Argomenti prima parte

Cosa vuol dire sviluppare software, algoritmi, diagrammi di flusso, introduzione alla programmazione ad oggetti, cosa sono classi e oggetti come è fatto un programma ad oggetti. Compilatori ed interpreti. Introduzione al linguaggio Java, installazione SDK e suo uso, documentazione e tutorial. Come è fatto un programma in java, il metodo main. Definizione di variabili, tipi di dato, assegnazioni. Operatori ed espressioni, precedenze, regole di promozione e casting. Istruzioni per il controllo di flusso: if-else, switch. I cicli: for, while, do while.

Introduzione alla programmazione ad oggetti

Quello che si vuole fare quando si programma è realizzare un software applicativo o un’applicazione che deve essere eseguita da un computer per risolvere un determinato problema o svolgere un determinato compito. La programmazione a oggetti analizza il problema definendo gli attori del processo e le entità che ne fanno parte.

Algoritmo

Un algoritmo è una sequenza di azioni non ambigue che trasforma i dati iniziali nel risultato finale utilizzando un insieme di azioni elementari che possono essere eseguite da un opportuno esecutore. Un algoritmo è Finito (la sequenza di passi è ben determinata), Non Ambiguo (sequenza di azioni determinabile senza ambiguità), Generalizzato (deve avere carattere di generalità per risolvere una classe di problemi).

Diagramma di flusso

Un grafico che permette di esprimere un algoritmo in modo preciso e intuitivo. Composto da blocchi elementari atti a descrivere azioni e decisioni (solo True/False) ed archi orientati per collegare i vari blocchi descrivendo la sequenza di svolgimento delle azioni.

Programma

Una lista di istruzioni, scritte in linguaggio macchina in modo non ambiguo, eseguibili meccanicamente dal computer. Ogni CPU ha il suo linguaggio macchina.

Compilatore

Il compilatore è un programma che effettua la compilazione. La compilazione è la traduzione da linguaggio di programmazione ad alto livello (codice sorgente) a linguaggio macchina (codice eseguibile). Il linguaggio macchina è legato alla macchina su cui si vuole eseguire il programma, quindi è necessario produrre codici eseguibili diversi per macchine diverse.

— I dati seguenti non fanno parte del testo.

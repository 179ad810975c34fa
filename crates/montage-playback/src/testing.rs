//! Scripted playback backend for headless tests.
//!
//! Records every command the engine issues and lets the test push surface
//! events and move the fake clocks by hand, so state-machine behavior can
//! be exercised without a real media backend.

use std::path::{Path, PathBuf};
use std::sync::Arc;

use montage_audio::AudioElement;
use montage_core::{MontageError, Result};
use parking_lot::Mutex;

use crate::engine::PlayerBackend;
use crate::surface::VideoSurface;

/// A command the engine issued to the fake surface.
#[derive(Debug, Clone, PartialEq)]
pub enum SurfaceCommand {
    Attach(PathBuf),
    Seek(f64),
    Play,
    Pause,
    Clear,
    SetRate(f64),
}

/// Observable state of the fake surface.
#[derive(Debug, Default)]
pub struct FakeSurfaceState {
    pub commands: Vec<SurfaceCommand>,
    pub attached: Option<PathBuf>,
    pub playing: bool,
    /// Position reported by [`VideoSurface::position`]; tests move it.
    pub position: f64,
    pub volume: f64,
    pub rate: f64,
    /// Makes the next `attach` fail, for error-path tests.
    pub fail_attach: bool,
}

impl FakeSurfaceState {
    /// Count of `Pause` commands observed.
    pub fn pause_count(&self) -> usize {
        self.commands
            .iter()
            .filter(|c| matches!(c, SurfaceCommand::Pause))
            .count()
    }

    /// Count of `Attach` commands observed.
    pub fn attach_count(&self) -> usize {
        self.commands
            .iter()
            .filter(|c| matches!(c, SurfaceCommand::Attach(_)))
            .count()
    }
}

/// Shared-handle fake surface; clone one side into the engine and keep the
/// other to script it.
#[derive(Clone, Default)]
pub struct FakeSurface(pub Arc<Mutex<FakeSurfaceState>>);

impl FakeSurface {
    pub fn new() -> Self {
        Self::default()
    }
}

impl VideoSurface for FakeSurface {
    fn attach(&mut self, path: &Path) -> Result<()> {
        let mut state = self.0.lock();
        if state.fail_attach {
            return Err(MontageError::Surface("scripted attach failure".into()));
        }
        state.commands.push(SurfaceCommand::Attach(path.to_path_buf()));
        state.attached = Some(path.to_path_buf());
        state.playing = false;
        state.position = 0.0;
        Ok(())
    }

    fn seek(&mut self, seconds: f64) -> Result<()> {
        let mut state = self.0.lock();
        state.commands.push(SurfaceCommand::Seek(seconds));
        state.position = seconds;
        Ok(())
    }

    fn play(&mut self) -> Result<()> {
        let mut state = self.0.lock();
        state.commands.push(SurfaceCommand::Play);
        state.playing = true;
        Ok(())
    }

    fn pause(&mut self) {
        let mut state = self.0.lock();
        state.commands.push(SurfaceCommand::Pause);
        state.playing = false;
    }

    fn clear(&mut self) {
        let mut state = self.0.lock();
        state.commands.push(SurfaceCommand::Clear);
        state.attached = None;
        state.playing = false;
        state.position = 0.0;
    }

    fn set_rate(&mut self, rate: f64) {
        let mut state = self.0.lock();
        state.commands.push(SurfaceCommand::SetRate(rate));
        state.rate = rate;
    }

    fn set_volume(&mut self, gain: f64) {
        self.0.lock().volume = gain;
    }

    fn position(&self) -> f64 {
        self.0.lock().position
    }
}

/// Observable state of one fake audio element.
#[derive(Debug, Default)]
pub struct FakeAudioState {
    pub path: PathBuf,
    pub playing: bool,
    pub position: f64,
    pub gain: f64,
}

/// Shared-handle fake audio-only player.
#[derive(Clone)]
pub struct FakeAudio(pub Arc<Mutex<FakeAudioState>>);

impl AudioElement for FakeAudio {
    fn play(&mut self) -> Result<()> {
        self.0.lock().playing = true;
        Ok(())
    }

    fn pause(&mut self) {
        self.0.lock().playing = false;
    }

    fn seek(&mut self, seconds: f64) -> Result<()> {
        self.0.lock().position = seconds;
        Ok(())
    }

    fn set_gain(&mut self, gain: f64) {
        self.0.lock().gain = gain;
    }
}

/// Backend handing out fake audio players and remembering every one it
/// created so tests can inspect them after the engine unbinds.
#[derive(Clone, Default)]
pub struct FakeBackend {
    pub opened: Arc<Mutex<Vec<FakeAudio>>>,
}

impl FakeBackend {
    pub fn new() -> Self {
        Self::default()
    }
}

impl PlayerBackend for FakeBackend {
    type Surface = FakeSurface;
    type Audio = FakeAudio;

    fn open_audio(&mut self, path: &Path) -> Result<Self::Audio> {
        let audio = FakeAudio(Arc::new(Mutex::new(FakeAudioState {
            path: path.to_path_buf(),
            gain: 1.0,
            ..Default::default()
        })));
        self.opened.lock().push(audio.clone());
        Ok(audio)
    }
}
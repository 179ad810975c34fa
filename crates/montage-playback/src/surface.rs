//! The render surface abstraction.
//!
//! The engine drives one video output element through this trait. Every
//! asynchronous operation is a command here and an event back through
//! [`PlaybackEngine::handle_event`](crate::engine::PlaybackEngine::handle_event):
//!
//! - `attach` is answered by [`SurfaceEvent::CanPlay`] once enough of the
//!   source is buffered,
//! - `seek` by [`SurfaceEvent::Seeked`],
//! - `play` by [`SurfaceEvent::Started`] once frames are actually
//!   advancing (the surface clock must not be trusted before that),
//! - reaching the end of the attached source raises [`SurfaceEvent::Ended`].

use std::path::Path;

use montage_core::Result;

/// Event raised by the render surface. Stray or late events are legal;
/// the engine guards every transition on its current state.
#[derive(Debug, Clone, PartialEq, Eq)]
pub enum SurfaceEvent {
    /// The attached source is buffered enough to start.
    CanPlay,
    /// A requested seek has completed.
    Seeked,
    /// Playback has actually started; the surface clock is now valid.
    Started,
    /// The attached source played to its end.
    Ended,
    /// The surface failed to load, seek, or play.
    Error(String),
}

/// The single video output element owned by a playback engine instance.
pub trait VideoSurface {
    /// Attach a source file and begin buffering it. Does not seek or play.
    fn attach(&mut self, path: &Path) -> Result<()>;

    /// Seek to an absolute position in the attached source, in seconds.
    fn seek(&mut self, seconds: f64) -> Result<()>;

    /// Start or resume playback of the attached source.
    fn play(&mut self) -> Result<()>;

    /// Pause playback, keeping the source attached.
    fn pause(&mut self);

    /// Detach the source and blank the surface.
    fn clear(&mut self);

    /// Playback rate multiplier.
    fn set_rate(&mut self, rate: f64);

    /// Output gain for the source's own audio.
    fn set_volume(&mut self, gain: f64);

    /// Current position of the surface's native clock, in seconds into
    /// the attached source. Only meaningful after [`SurfaceEvent::Started`].
    fn position(&self) -> f64;
}
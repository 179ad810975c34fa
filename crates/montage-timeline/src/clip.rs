//! Clip types for the timeline.

use serde::{Deserialize, Serialize};
use uuid::Uuid;

fn default_volume() -> f64 {
    1.0
}

/// A trimmed reference to a source media file, placed at an absolute
/// timeline interval.
///
/// Clips are immutable value records: edits replace a clip wholesale.
/// `[start_time, end_time)` is half-open; `trim_start`/`trim_end` are
/// offsets into the source media's native duration defining the used
/// sub-range.
#[derive(Debug, Clone, PartialEq, Serialize, Deserialize)]
pub struct Clip {
    /// Unique clip ID
    pub id: Uuid,
    /// Media registry reference
    pub media_id: Uuid,
    /// Index of the owning track
    pub track_index: usize,
    /// Timeline start in seconds (inclusive)
    pub start_time: f64,
    /// Timeline end in seconds (exclusive)
    pub end_time: f64,
    /// Seconds trimmed off the head of the source
    #[serde(default)]
    pub trim_start: f64,
    /// Seconds trimmed off the tail of the source
    #[serde(default)]
    pub trim_end: f64,
    /// Clip volume, multiplied with the track volume
    #[serde(default = "default_volume")]
    pub volume: f64,
    /// Mutes this clip only
    #[serde(default)]
    pub muted: bool,
    /// Fade-in duration in seconds
    #[serde(default)]
    pub fade_in: f64,
    /// Fade-out duration in seconds
    #[serde(default)]
    pub fade_out: f64,
}

impl Clip {
    /// Create an untrimmed clip covering `[start_time, end_time)`.
    pub fn new(media_id: Uuid, track_index: usize, start_time: f64, end_time: f64) -> Self {
        Self {
            id: Uuid::new_v4(),
            media_id,
            track_index,
            start_time,
            end_time,
            trim_start: 0.0,
            trim_end: 0.0,
            volume: 1.0,
            muted: false,
            fade_in: 0.0,
            fade_out: 0.0,
        }
    }

    /// Timeline span of the clip in seconds.
    pub fn span(&self) -> f64 {
        self.end_time - self.start_time
    }

    /// Half-open interval containment test.
    pub fn contains(&self, position: f64) -> bool {
        position >= self.start_time && position < self.end_time
    }

    /// Map a timeline position onto the source media's own clock.
    ///
    /// Returns `trim_start + (position - start_time)` clamped to the usable
    /// source range `[trim_start, source_duration - trim_end]`.
    pub fn source_offset_at(&self, position: f64, source_duration: f64) -> f64 {
        let raw = self.trim_start + (position - self.start_time);
        raw.clamp(self.trim_start, (source_duration - self.trim_end).max(self.trim_start))
    }

    /// Source out point (seconds into the source where the used range ends).
    pub fn source_out(&self, source_duration: f64) -> f64 {
        (source_duration - self.trim_end).max(self.trim_start)
    }

    /// Check the trim invariant `span == source_duration - trim_start - trim_end`.
    ///
    /// Enforced by the editing layer; the engine may assume it and only uses
    /// this check to log suspect data.
    pub fn trim_consistent(&self, source_duration: f64) -> bool {
        let trimmed = source_duration - self.trim_start - self.trim_end;
        (self.span() - trimmed).abs() < 1e-6
    }
}
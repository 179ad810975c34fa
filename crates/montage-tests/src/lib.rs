//! Integration test crate for Montage.
//!
//! This crate exists solely to hold cross-crate integration tests. It
//! depends on the whole workspace to verify the pieces work together.

#[cfg(test)]
mod audio;

#[cfg(test)]
mod export;

#[cfg(test)]
mod playback;

#[cfg(test)]
mod timeline;

#[cfg(test)]
pub(crate) fn init_logging() {
    let _ = tracing_subscriber::fmt()
        .with_env_filter(
            tracing_subscriber::EnvFilter::try_from_default_env()
                .unwrap_or_else(|_| "warn".into()),
        )
        .with_test_writer()
        .try_init();
}
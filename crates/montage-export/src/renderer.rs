//! Export execution — managed FFmpeg process with progress and
//! cancellation.
//!
//! The renderer owns at most one encoder subprocess at a time. Every
//! export terminates through exactly one of `Complete`, `Error`, or
//! `Canceled`, and the subprocess handle is always reaped.

use std::fs;
use std::io::{BufRead, BufReader};
use std::path::PathBuf;
use std::process::{Child, Command, Stdio};
use std::sync::atomic::{AtomicBool, Ordering};
use std::sync::Arc;
use std::thread::{self, JoinHandle};
use std::time::Instant;

use crossbeam_channel::{unbounded, Receiver, Sender};
use montage_core::{MontageError, Result};
use montage_media::{probe, MediaRegistry};
use montage_timeline::Project;
use parking_lot::Mutex;
use tracing::{debug, info, warn};

use crate::plan::{synthesize, ExportPlan};
use crate::preflight::preflight;
use crate::progress::{ExportProgress, ProgressParser};
use crate::settings::ExportSettings;

/// Notification to the UI layer. `Complete`, `Error`, and `Canceled` are
/// terminal; exactly one of them ends every export.
#[derive(Debug, Clone, PartialEq)]
pub enum ExportEvent {
    Progress(ExportProgress),
    Complete { output_path: PathBuf },
    Error { message: String },
    Canceled,
}

/// Cancellation control for an in-flight export.
///
/// Killing the encoder is an explicit user action, not a failure: the
/// export resolves as [`ExportEvent::Canceled`], never `Error`.
#[derive(Clone)]
pub struct CancelHandle {
    flag: Arc<AtomicBool>,
    child: Arc<Mutex<Option<Child>>>,
}

impl CancelHandle {
    fn new() -> Self {
        Self {
            flag: Arc::new(AtomicBool::new(false)),
            child: Arc::new(Mutex::new(None)),
        }
    }

    /// Forcibly terminate the encoder.
    pub fn cancel(&self) {
        self.flag.store(true, Ordering::SeqCst);
        if let Some(child) = self.child.lock().as_mut() {
            let _ = child.kill();
        }
    }

    pub fn is_canceled(&self) -> bool {
        self.flag.load(Ordering::SeqCst)
    }
}

/// A running export: its event stream plus cancellation.
pub struct ExportJob {
    events: Receiver<ExportEvent>,
    cancel: CancelHandle,
    worker: Option<JoinHandle<()>>,
}

impl ExportJob {
    /// Event stream; ends after the terminal event.
    pub fn events(&self) -> &Receiver<ExportEvent> {
        &self.events
    }

    pub fn cancel_handle(&self) -> CancelHandle {
        self.cancel.clone()
    }

    /// Request cancellation of the running encode.
    pub fn cancel(&self) {
        self.cancel.cancel();
    }

    /// Block until the export worker has finished.
    pub fn wait(mut self) {
        if let Some(worker) = self.worker.take() {
            let _ = worker.join();
        }
    }
}

/// Drives exports for one host. At most one export is in flight per
/// renderer instance.
pub struct ExportRenderer {
    registry: Arc<dyn MediaRegistry>,
    in_flight: Arc<AtomicBool>,
}

impl ExportRenderer {
    pub fn new(registry: Arc<dyn MediaRegistry>) -> Self {
        Self {
            registry,
            in_flight: Arc::new(AtomicBool::new(false)),
        }
    }

    pub fn is_exporting(&self) -> bool {
        self.in_flight.load(Ordering::SeqCst)
    }

    /// Compile and start an export. Synthesis errors (registry misses,
    /// malformed programs) fail synchronously; everything after that is
    /// reported through the job's event stream.
    pub fn export(&self, project: &Project, settings: ExportSettings) -> Result<ExportJob> {
        if self.in_flight.swap(true, Ordering::SeqCst) {
            return Err(MontageError::Validation(
                "an export is already running on this renderer".into(),
            ));
        }

        let plan = match synthesize(project, self.registry.as_ref(), &settings) {
            Ok(plan) => plan,
            Err(e) => {
                self.in_flight.store(false, Ordering::SeqCst);
                return Err(e);
            }
        };

        let (tx, rx) = unbounded();
        let cancel = CancelHandle::new();
        let worker_cancel = cancel.clone();
        let in_flight = Arc::clone(&self.in_flight);

        let worker = thread::spawn(move || {
            let outcome = run_encode(&plan, &tx, &worker_cancel);
            let _ = tx.send(outcome);
            in_flight.store(false, Ordering::SeqCst);
        });

        Ok(ExportJob {
            events: rx,
            cancel,
            worker: Some(worker),
        })
    }
}

/// Run the full encode and return the single terminal event.
fn run_encode(
    plan: &ExportPlan,
    progress: &Sender<ExportEvent>,
    cancel: &CancelHandle,
) -> ExportEvent {
    if let Err(e) = preflight(plan) {
        return ExportEvent::Error {
            message: e.to_string(),
        };
    }

    let args = plan.ffmpeg_args();
    debug!(?args, "spawning encoder");

    let mut child = match Command::new("ffmpeg")
        .args(&args)
        .stdin(Stdio::null())
        .stdout(Stdio::piped())
        .stderr(Stdio::piped())
        .spawn()
    {
        Ok(child) => child,
        Err(e) => {
            return ExportEvent::Error {
                message: format!("failed to spawn ffmpeg: {e}"),
            }
        }
    };

    let Some(stdout) = child.stdout.take() else {
        let _ = child.kill();
        let _ = child.wait();
        return ExportEvent::Error {
            message: "failed to open encoder progress stream".into(),
        };
    };
    let stderr = child.stderr.take();

    // Collect diagnostics off the main loop so a chatty encoder can't
    // deadlock against a full stderr pipe.
    let diagnostics = thread::spawn(move || {
        let mut tail: Vec<String> = Vec::new();
        if let Some(stderr) = stderr {
            for line in BufReader::new(stderr).lines().map_while(|l| l.ok()) {
                tail.push(line);
                if tail.len() > 40 {
                    tail.remove(0);
                }
            }
        }
        tail
    });

    // Hand the child to the cancel handle; cancel() kills it from here on.
    *cancel.child.lock() = Some(child);

    let started = Instant::now();
    let mut parser = ProgressParser::new(plan.duration);
    for line in BufReader::new(stdout).lines().map_while(|l| l.ok()) {
        if let Some(update) = parser.parse_line(&line, started.elapsed().as_secs_f64()) {
            let _ = progress.send(ExportEvent::Progress(update));
        }
    }

    let captured = diagnostics.join().unwrap_or_default().join("\n");
    let status = cancel.child.lock().take().map(|mut child| child.wait());

    if cancel.is_canceled() {
        info!("export canceled by user");
        remove_partial(&plan.output_path);
        return ExportEvent::Canceled;
    }

    match status {
        Some(Ok(status)) if status.success() => match postflight(plan) {
            Ok(()) => {
                info!(output = %plan.output_path.display(), "export complete");
                ExportEvent::Complete {
                    output_path: plan.output_path.clone(),
                }
            }
            Err(e) => {
                remove_partial(&plan.output_path);
                ExportEvent::Error {
                    message: e.to_string(),
                }
            }
        },
        Some(Ok(status)) => {
            remove_partial(&plan.output_path);
            ExportEvent::Error {
                message: format!("encoder exited with {status}: {captured}"),
            }
        }
        Some(Err(e)) => {
            remove_partial(&plan.output_path);
            ExportEvent::Error {
                message: format!("failed to wait for encoder: {e}"),
            }
        }
        None => {
            remove_partial(&plan.output_path);
            ExportEvent::Error {
                message: "encoder process handle was lost".into(),
            }
        }
    }
}

/// Post-flight: the output must exist, be non-empty, and probe to a
/// duration near the project's. A mismatch beyond one second is logged
/// but not fatal; an unprobeable file is.
fn postflight(plan: &ExportPlan) -> Result<()> {
    let metadata = fs::metadata(&plan.output_path).map_err(|_| {
        MontageError::Probe(format!(
            "encoder produced no output at {}",
            plan.output_path.display()
        ))
    })?;
    if metadata.len() == 0 {
        return Err(MontageError::Probe("encoder produced an empty file".into()));
    }

    let probed = probe(&plan.output_path)?;
    let drift = (probed.duration - plan.duration).abs();
    if drift > 1.0 {
        warn!(
            expected = plan.duration,
            probed = probed.duration,
            "output duration differs from project duration"
        );
    }
    Ok(())
}

fn remove_partial(path: &std::path::Path) {
    if fs::remove_file(path).is_ok() {
        debug!(path = %path.display(), "removed partial output");
    }
}
//! Export synthesis exercised over realistic projects.
//!
//! Process execution is covered by unit tests in `montage-export`; these
//! tests verify that full projects compile into programs with the same
//! timing rules the preview resolves.

use montage_export::{synthesize, ExportSettings, PlanInput, ProgressParser, ResolutionClass};
use montage_media::{InMemoryRegistry, MediaInfo};
use montage_timeline::{Clip, Project, Track};
use uuid::Uuid;

fn editing_session() -> (Project, InMemoryRegistry) {
    let mut registry = InMemoryRegistry::new();
    let intro = Uuid::new_v4();
    let body = Uuid::new_v4();
    let music = Uuid::new_v4();
    registry.insert(MediaInfo::video(intro, "/media/intro.mp4", 4.0, 1280, 720));
    registry.insert(MediaInfo::video(body, "/media/body.mp4", 12.0, 1920, 1080));
    registry.insert(MediaInfo::audio(music, "/media/music.wav", 60.0));

    // intro [0,4), gap [4,6), body [6,14); music under everything.
    let mut project = Project::new("Session", 15.0);

    let mut video = Track::new_video("V1", 0);
    video.add_clip(Clip::new(intro, 0, 0.0, 4.0));
    let mut main = Clip::new(body, 0, 6.0, 14.0);
    main.trim_start = 2.0;
    main.trim_end = 2.0;
    video.add_clip(main);
    project.add_track(video);

    let mut audio = Track::new_audio("A1", 1);
    audio.volume = 0.5;
    let mut bed = Clip::new(music, 1, 0.0, 15.0);
    bed.trim_end = 45.0;
    bed.volume = 0.8;
    audio.add_clip(bed);
    project.add_track(audio);

    (project, registry)
}

#[test]
fn full_session_compiles_into_one_valid_program() {
    let (project, registry) = editing_session();
    let plan = synthesize(&project, &registry, &ExportSettings::new("/tmp/session.mp4")).unwrap();

    assert!(plan.graph.validate().is_ok());
    assert_eq!(plan.duration, 15.0);

    let rendered = plan.graph.render();
    // Both video windows are present and non-overlapping with the gap.
    assert!(rendered.contains("between(t,0.0000,4.0000)"));
    assert!(rendered.contains("between(t,6.0000,14.0000)"));
    // The trimmed body clip reads its source from 2s to 10s.
    assert!(rendered.contains("trim=start=2.0000:end=10.0000"));
    assert!(rendered.contains("setpts=PTS-STARTPTS+6.0000/TB"));
    // Audio contributions: intro, body, and music over the silent base.
    assert!(rendered.contains("amix=inputs=4:duration=longest"));
    // Music gain = 0.8 clip × 0.5 track.
    assert!(rendered.contains("volume=0.4000"));
}

#[test]
fn gap_renders_from_the_base_layer_not_by_shrinking() {
    let (project, registry) = editing_session();
    let plan = synthesize(&project, &registry, &ExportSettings::new("/tmp/session.mp4")).unwrap();

    // The base layer is bounded by the full project duration, so the
    // [4,6) gap and the [14,15) tail come out black/silent.
    let args = plan.ffmpeg_args();
    assert!(args.iter().any(|a| a == "15.0000"));
    let synthetic = plan
        .inputs
        .iter()
        .filter(|i| matches!(i, PlanInput::Synthetic(_)))
        .count();
    assert_eq!(synthetic, 2);
}

#[test]
fn export_resolution_follows_first_video_source() {
    let (project, registry) = editing_session();
    let settings = ExportSettings::new("/tmp/session.mp4")
        .with_resolution(ResolutionClass::Source)
        .with_frame_rate(25);
    let plan = synthesize(&project, &registry, &settings).unwrap();

    // First referenced video is the 720p intro.
    assert_eq!((plan.width, plan.height), (1280, 720));
    assert_eq!(plan.frame_rate, 25);
    assert!(plan.graph.render().contains("scale=1280:720"));
}

#[test]
fn encoder_configuration_is_fixed_h264_aac() {
    let (project, registry) = editing_session();
    let plan = synthesize(&project, &registry, &ExportSettings::new("/tmp/session.mp4")).unwrap();
    let args = plan.ffmpeg_args();

    let pairs: Vec<(&str, &str)> = args
        .windows(2)
        .map(|w| (w[0].as_str(), w[1].as_str()))
        .collect();
    assert!(pairs.contains(&("-c:v", "libx264")));
    assert!(pairs.contains(&("-c:a", "aac")));
    assert!(pairs.contains(&("-map", "[vout]")));
    assert!(pairs.contains(&("-map", "[aout]")));
    assert!(pairs.contains(&("-progress", "pipe:1")));
    assert_eq!(args.last().unwrap(), "/tmp/session.mp4");
}

#[test]
fn progress_stream_maps_to_percent_of_project_duration() {
    let (project, registry) = editing_session();
    let plan = synthesize(&project, &registry, &ExportSettings::new("/tmp/session.mp4")).unwrap();

    let mut parser = ProgressParser::new(plan.duration);
    let update = parser.parse_line("out_time_ms=7500000", 3.0).unwrap();
    assert!((update.percent - 50.0).abs() < 0.01);
    assert!(update.time_remaining.is_some());
}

In Java il compilatore è javac.exe, che quando eseguito dal prompt dei comandi genera un file con estensione .class contenente il programma tradotto in bytecode.

Interprete

L’interprete è un programma che esegue un altro/altri programma/i a partire dal relativo codice sorgente. L’interprete traduce ed esegue il codice sorgente un’istruzione alla volta. Usando un interprete non viene generato un file contenente il codice eseguibile (come nel caso del compilatore) in quanto l’istruzione tradotta viene eseguita immediatamente. Occorrono interpreti diversi a seconda della macchina su cui si vuole eseguire il programma. L’interpretazione è meno ottimizzata rispetto alla compilazione. In Java l’interprete è il file java.exe e si esegue nel prompt dei comandi con la sintassi “java nomefile”.

Portabilità

Java è specificatamente progettato per essere quanto più possibile indipendente dalla piattaforma di esecuzione, questo vuol dire che può essere eseguito in qualunque ambiente in cui sia installata la macchina virtuale Java (cioè il JRE, Java Runtime Environment). Java produce infatti un metacodice detto bytecode, un codice ad alto livello indipendente dalla piattaforma hardware. Lo slogan della Sun (azienda sviluppatrice di Java) è infatti “write once, run everywhere”; di questo slogan esiste la parodia “write once, debug everywhere”, che si riferisce al fatto che le macchine virtuali stesse sono programmi e quindi possono presentare dei bug che vanno corretti.

Produrre un software

Programmare: realizzare un’applicazione che deve essere eseguita da un computer per risolvere un determinato problema. I 7 passi:

  • Capire il problema che si vuole risolvere (individuare i requisiti).
  • Definire una soluzione al problema (progetto e design del software).
  • Implementare la soluzione (scrivere il programma).
  • Tradurre il linguaggio utilizzato per programmare in linguaggio macchina (codice eseguibile).
  • Eseguire il programma tradotto in linguaggio macchina.
  • Verificare il corretto funzionamento dell’applicazione (test e collaudi).
  • Manutenere il prodotto software (aggiornare, aumentare funzionalità, risoluzione errori).

Oggetto

Entità dotata di uno stato (attributi che lo descrivono), un comportamento (i metodi per manipolare gli attributi) e di un’identità. L’oggetto è presente in memoria ed i suoi attributi contengono dei valori.

Classe

La definizione di un insieme di oggetti che condividono un comportamento e una struttura comuni. L’oggetto è un’istanza della classe. La classe è la descrizione di un oggetto e si può dire che non è presente in memoria. Un programma ad oggetti è un progetto contenente delle classi scritte in un linguaggio di programmazione ad oggetti (es. Java).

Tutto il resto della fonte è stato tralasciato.